Does this mean that KVM allocate 3 buffers via
1) Qemu's request, instead of via 2) guest XCR0 trap?

Based on the input from Andy and Thomas, the new way would be like this:

1) host_fpu must always be checked for reallocation in kvm_load_guest_fpu (or in the FPU functions that it calls, that depends on the rest of Thomas's patches). That's because arch_prctl can enable AMX for QEMU at any point after KVM_CREATE_VCPU.

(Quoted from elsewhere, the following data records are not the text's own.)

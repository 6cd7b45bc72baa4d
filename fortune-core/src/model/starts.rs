use std::collections::{BTreeSet, VecDeque};
use std::sync::{Mutex, PoisonError};

use rand::Rng;
use rand::seq::SliceRandom;

/// Rotating collection of observed sentence openings.
///
/// Each entry is a two-token prefix (`"the cat"`) of a `.`-delimited
/// sentence of the corpus. The order is shuffled once at construction; each
/// call to [`rotate`](Self::rotate) hands out the head and moves it to the
/// tail, so repeated generations walk every opening round-robin.
///
/// # Invariants
/// - Entries are distinct and each holds exactly two space-separated tokens
/// - Membership never changes after construction; rotation is a permutation
/// - Pop-head/push-tail happens under a single lock
#[derive(Debug)]
pub struct StartRing {
	ring: Mutex<VecDeque<String>>,
}

impl StartRing {
	/// Collects the distinct openings of a lower-cased, `". "`-joined corpus
	/// and shuffles them.
	///
	/// Sentences are split on `.` and then on whitespace, so punctuation
	/// stays glued to its word (`"well, fine"`). Such an opening is not a
	/// table context and every attempt starting from it fails. Sentences
	/// with fewer than two words are ignored.
	pub fn from_text<R: Rng + ?Sized>(text: &str, rng: &mut R) -> Self {
		let distinct: BTreeSet<String> = text
			.split('.')
			.filter_map(|sentence| {
				let mut words = sentence.split_whitespace();
				Some(format!("{} {}", words.next()?, words.next()?))
			})
			.collect();

		let mut starts: Vec<String> = distinct.into_iter().collect();
		starts.shuffle(rng);
		Self::from_ordered(starts)
	}

	/// Builds a ring that hands out `starts` in the given order.
	pub fn from_ordered(starts: Vec<String>) -> Self {
		Self {
			ring: Mutex::new(starts.into()),
		}
	}

	/// Takes the head of the ring, re-appends it at the tail and returns it.
	///
	/// Returns `None` if the ring is empty.
	pub fn rotate(&self) -> Option<String> {
		let mut ring = self.ring.lock().unwrap_or_else(PoisonError::into_inner);
		let head = ring.pop_front()?;
		ring.push_back(head.clone());
		Some(head)
	}

	pub fn len(&self) -> usize {
		self.ring.lock().unwrap_or_else(PoisonError::into_inner).len()
	}

	pub fn is_empty(&self) -> bool {
		self.len() == 0
	}

	/// Current rotation order, head first.
	pub fn snapshot(&self) -> Vec<String> {
		self.ring
			.lock()
			.unwrap_or_else(PoisonError::into_inner)
			.iter()
			.cloned()
			.collect()
	}
}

2) every use of vcpu->arch.guest_supported_xcr0 is changed to only include those dynamic-feature bits that were enabled via arch_prctl.
That is, something like:

static u64 kvm_guest_supported_cr0(struct kvm_vcpu *vcpu)
{
	return vcpu->arch.guest_supported_xcr0 &
		(~xfeatures_mask_user_dynamic | \
		 current->thread.fpu.dynamic_state_perm);
}

3) Even with passthrough disabled, the guest can run with XFD set to vcpu->arch.guest_xfd (and likewise for XFD_ERR) which is much simpler than trapping #NM. The traps for writing XCR0 and XFD are used to allocate dynamic state for guest_fpu, and start the passthrough of XFD and XFD_ERR. What we need is:

- if a dynamic state has XCR0[n]=0, bit n will never be set in XFD_ERR and the state will never be dirtied by the guest.

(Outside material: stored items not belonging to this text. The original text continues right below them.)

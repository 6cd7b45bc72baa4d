//! Sentence boundary search and text reconstruction.
//!
//! A generation attempt produces a raw token buffer such as
//! `the cat sat . the dog ran in`. This module cuts it after a sentence
//! terminator and turns the kept tokens into readable text:
//! `The cat sat. The dog ran.`

use crate::error::AttemptFailure;

/// Terminator every separator is normalized to before clauses are split.
const CANONICAL: &str = ".";

/// Negation clitic split off by the tokenizer (`do n't`).
const NEGATION: &str = "n't";

/// Finds where the generated `tokens` should end and renders the sentence.
///
/// Separators are tried in order. For each one, the kept prefix runs from
/// the first token up to and including the LAST occurrence of that
/// separator. The first separator whose prefix holds at least `min_words`
/// words wins.
///
/// # Errors
/// - [`AttemptFailure::MissingSeparator`] if a separator reached by the search
///   does not occur in `tokens`, even when a later one does
/// - [`AttemptFailure::ShortSentence`] if no separator yields a long enough prefix
/// - [`AttemptFailure::MalformedReconstruction`] if the prefix cannot be rebuilt
pub(crate) fn finish_sentence(
	tokens: &[String],
	min_words: usize,
	separators: &[String],
) -> Result<String, AttemptFailure> {
	for separator in separators {
		let end = cut_position(tokens, separator)
			.ok_or_else(|| AttemptFailure::MissingSeparator(separator.clone()))?;
		let kept = &tokens[..end];
		if word_count(kept) >= min_words {
			return reconstruct(kept, tokens, separators);
		}
	}

	Err(AttemptFailure::ShortSentence)
}

/// Length of the prefix ending with the last occurrence of `separator`.
///
/// Searching the reversed buffer, index 0 keeps everything and index `i`
/// keeps `len - i` tokens; both reduce to "up to the last occurrence".
fn cut_position(tokens: &[String], separator: &str) -> Option<usize> {
	let reversed_index = tokens.iter().rev().position(|token| token == separator)?;
	Some(tokens.len() - reversed_index)
}

/// Number of tokens holding at least one alphanumeric character.
///
/// `n't` is glued back onto its stem in the output, so it is not a word.
fn word_count(tokens: &[String]) -> usize {
	tokens
		.iter()
		.filter(|token| *token != NEGATION && token.chars().any(char::is_alphanumeric))
		.count()
}

/// Rebuilds readable text from the kept tokens.
///
/// Every separator of `kept` is replaced by `.`, the text is split into
/// clauses on `" ."`, and each clause is capitalized. The clauses are then
/// joined back with the separators of the whole buffer `all`, in
/// left-to-right order, so `?` and `!` come back where they were. Empty
/// clauses are dropped along with the separator that closed them.
fn reconstruct(kept: &[String], all: &[String], separators: &[String]) -> Result<String, AttemptFailure> {
	let order: Vec<&str> = all
		.iter()
		.filter(|token| separators.contains(token))
		.map(String::as_str)
		.collect();

	let normalized = kept
		.iter()
		.map(|token| if separators.contains(token) { CANONICAL } else { token.as_str() })
		.collect::<Vec<_>>()
		.join(" ");

	let clauses: Vec<&str> = normalized.split(" .").collect();
	let breaks = clauses.len() - 1;
	if order.len() < breaks {
		return Err(AttemptFailure::MalformedReconstruction(format!(
			"{breaks} clause breaks but {} separators in {normalized:?}",
			order.len()
		)));
	}

	let mut text = String::with_capacity(normalized.len() + breaks);
	for (index, clause) in clauses.iter().enumerate() {
		let clause = clause.trim_start();
		// Back-to-back separators ("door ! .") leave empty clauses behind.
		if clause.is_empty() && index < breaks {
			continue;
		}
		text.push_str(&capitalize(clause));
		if index < breaks {
			text.push_str(order[index]);
			text.push(' ');
		}
	}

	Ok(text.replace(" n't", NEGATION).trim_end().to_owned())
}

/// Upper-cases the first character, leaving the rest untouched.
fn capitalize(clause: &str) -> String {
	let mut chars = clause.chars();
	match chars.next() {
		Some(first) => first.to_uppercase().chain(chars).collect(),
		None => String::new(),
	}
}

#[cfg(test)]
mod tests {
	use super::*;

	fn tokens(text: &str) -> Vec<String> {
		text.split_whitespace().map(str::to_owned).collect()
	}

	fn separators() -> Vec<String> {
		vec![".".to_owned(), "?".to_owned(), "!".to_owned()]
	}

	fn finish(text: &str, min_words: usize) -> Result<String, AttemptFailure> {
		finish_sentence(&tokens(text), min_words, &separators())
	}

	#[test]
	fn separator_as_last_token_keeps_everything() {
		assert_eq!(finish("the cat sat on the mat .", 3).unwrap(), "The cat sat on the mat.");
	}

	#[test]
	fn separator_second_to_last_drops_only_the_tail() {
		// Reversed index 1.
		assert_eq!(finish("the cat sat on the mat . the", 3).unwrap(), "The cat sat on the mat.");
	}

	#[test]
	fn tokens_after_the_last_separator_are_dropped() {
		assert_eq!(
			finish("the cat sat . the dog ran . the dog", 2).unwrap(),
			"The cat sat. The dog ran."
		);
	}

	#[test]
	fn first_separator_in_list_order_wins() {
		// "." is tried first and gives a long enough prefix, even though "!" is later.
		assert_eq!(finish("we won . it is over ! yes", 2).unwrap(), "We won.");
	}

	#[test]
	fn absent_separator_fails_the_attempt() {
		// "." is tried first and never occurs; the later "?" is not consulted.
		assert_eq!(
			finish("is it ok ? yes it is", 3).unwrap_err(),
			AttemptFailure::MissingSeparator(".".to_owned())
		);
		assert_eq!(
			finish("run far away now ! go", 4).unwrap_err(),
			AttemptFailure::MissingSeparator(".".to_owned())
		);
	}

	#[test]
	fn short_prefix_falls_through_to_next_separator() {
		// "." keeps 2 words only, "!" keeps 5.
		let separators = vec![".".to_owned(), "!".to_owned()];
		assert_eq!(
			finish_sentence(&tokens("go on . run away now !"), 3, &separators).unwrap(),
			"Go on. Run away now!"
		);
		// With the default list, "?" comes next and is missing.
		assert_eq!(
			finish("go on . run away now !", 3).unwrap_err(),
			AttemptFailure::MissingSeparator("?".to_owned())
		);
	}

	#[test]
	fn every_prefix_too_short() {
		assert_eq!(finish("go ? no ! ok .", 5).unwrap_err(), AttemptFailure::ShortSentence);
	}

	#[test]
	fn separators_are_restored_in_order() {
		assert_eq!(
			finish("is it ok ? yes it is ! fine .", 3).unwrap(),
			"Is it ok? Yes it is! Fine."
		);
	}

	#[test]
	fn back_to_back_separators_are_collapsed() {
		// Passages ending with "!" are joined with ". " before tokenizing.
		assert_eq!(
			finish("ran to the door ! . is the dog here ?", 6).unwrap(),
			"Ran to the door! Is the dog here?"
		);
		assert_eq!(finish("sat on the mat . . the", 3).unwrap(), "Sat on the mat.");
	}

	#[test]
	fn punctuation_does_not_count_as_words() {
		let dot = vec![".".to_owned()];
		assert_eq!(
			finish_sentence(&tokens("well , ok ."), 3, &dot).unwrap_err(),
			AttemptFailure::ShortSentence
		);
		assert_eq!(finish("well , ok then .", 3).unwrap(), "Well , ok then.");
	}

	#[test]
	fn contractions_are_rejoined() {
		assert_eq!(finish("i do n't know .", 3).unwrap(), "I don't know.");
		// "do n't" is one word once rejoined.
		let dot = vec![".".to_owned()];
		assert_eq!(
			finish_sentence(&tokens("i do n't ."), 3, &dot).unwrap_err(),
			AttemptFailure::ShortSentence
		);
	}

	#[test]
	fn buffer_without_separator_fails() {
		assert_eq!(
			finish("the cat sat on the", 1).unwrap_err(),
			AttemptFailure::MissingSeparator(".".to_owned())
		);
	}

	#[test]
	fn ellipsis_token_makes_reconstruction_malformed() {
		// "..." is split on " ." into an extra clause with no separator left for it.
		assert!(matches!(
			finish("wait ... what .", 2),
			Err(AttemptFailure::MalformedReconstruction(_))
		));
	}

	#[test]
	fn custom_separator_list() {
		let separators = vec!["!".to_owned()];
		assert_eq!(finish_sentence(&tokens("stop it now !"), 2, &separators).unwrap(), "Stop it now!");
	}

	#[test]
	fn plain_dot_outside_separator_list_is_malformed() {
		// The stray "." still splits a clause but has no separator to restore.
		let separators = vec!["!".to_owned()];
		assert!(matches!(
			finish_sentence(&tokens("stop it . now !"), 2, &separators),
			Err(AttemptFailure::MalformedReconstruction(_))
		));
	}
}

- if a dynamic state has XCR0[n]=1, but all enabled dynamic states have XFD[n]=1, the guest is not able to dirty any dynamic XSAVE state, because they all have either XCR0[n]=0 or XFD[n]=1. An attempt to do so will cause an #NM trap and set the bit in XFD_ERR.

- if a dynamic state has XCR0[n]=1 and XFD[n]=0, the state for bit n is allocated in guest_fpu, and it can also disable the vmexits for XFD and XFD_ERR.

Therefore:

- if passthrough is disabled, the XCR0 and XFD write traps can check guest_xcr0 & ~guest_xfd. If it includes a dynamic state bit, dynamic state is allocated for all bits enabled in guest_xcr0 and passthrough is started; this should happen shortly after the guest gets its first #NM trap for AMX.

- if passthrough is enabled, the XCR0 write trap must still ensure that dynamic state is allocated for all bits enabled in guest_xcr0.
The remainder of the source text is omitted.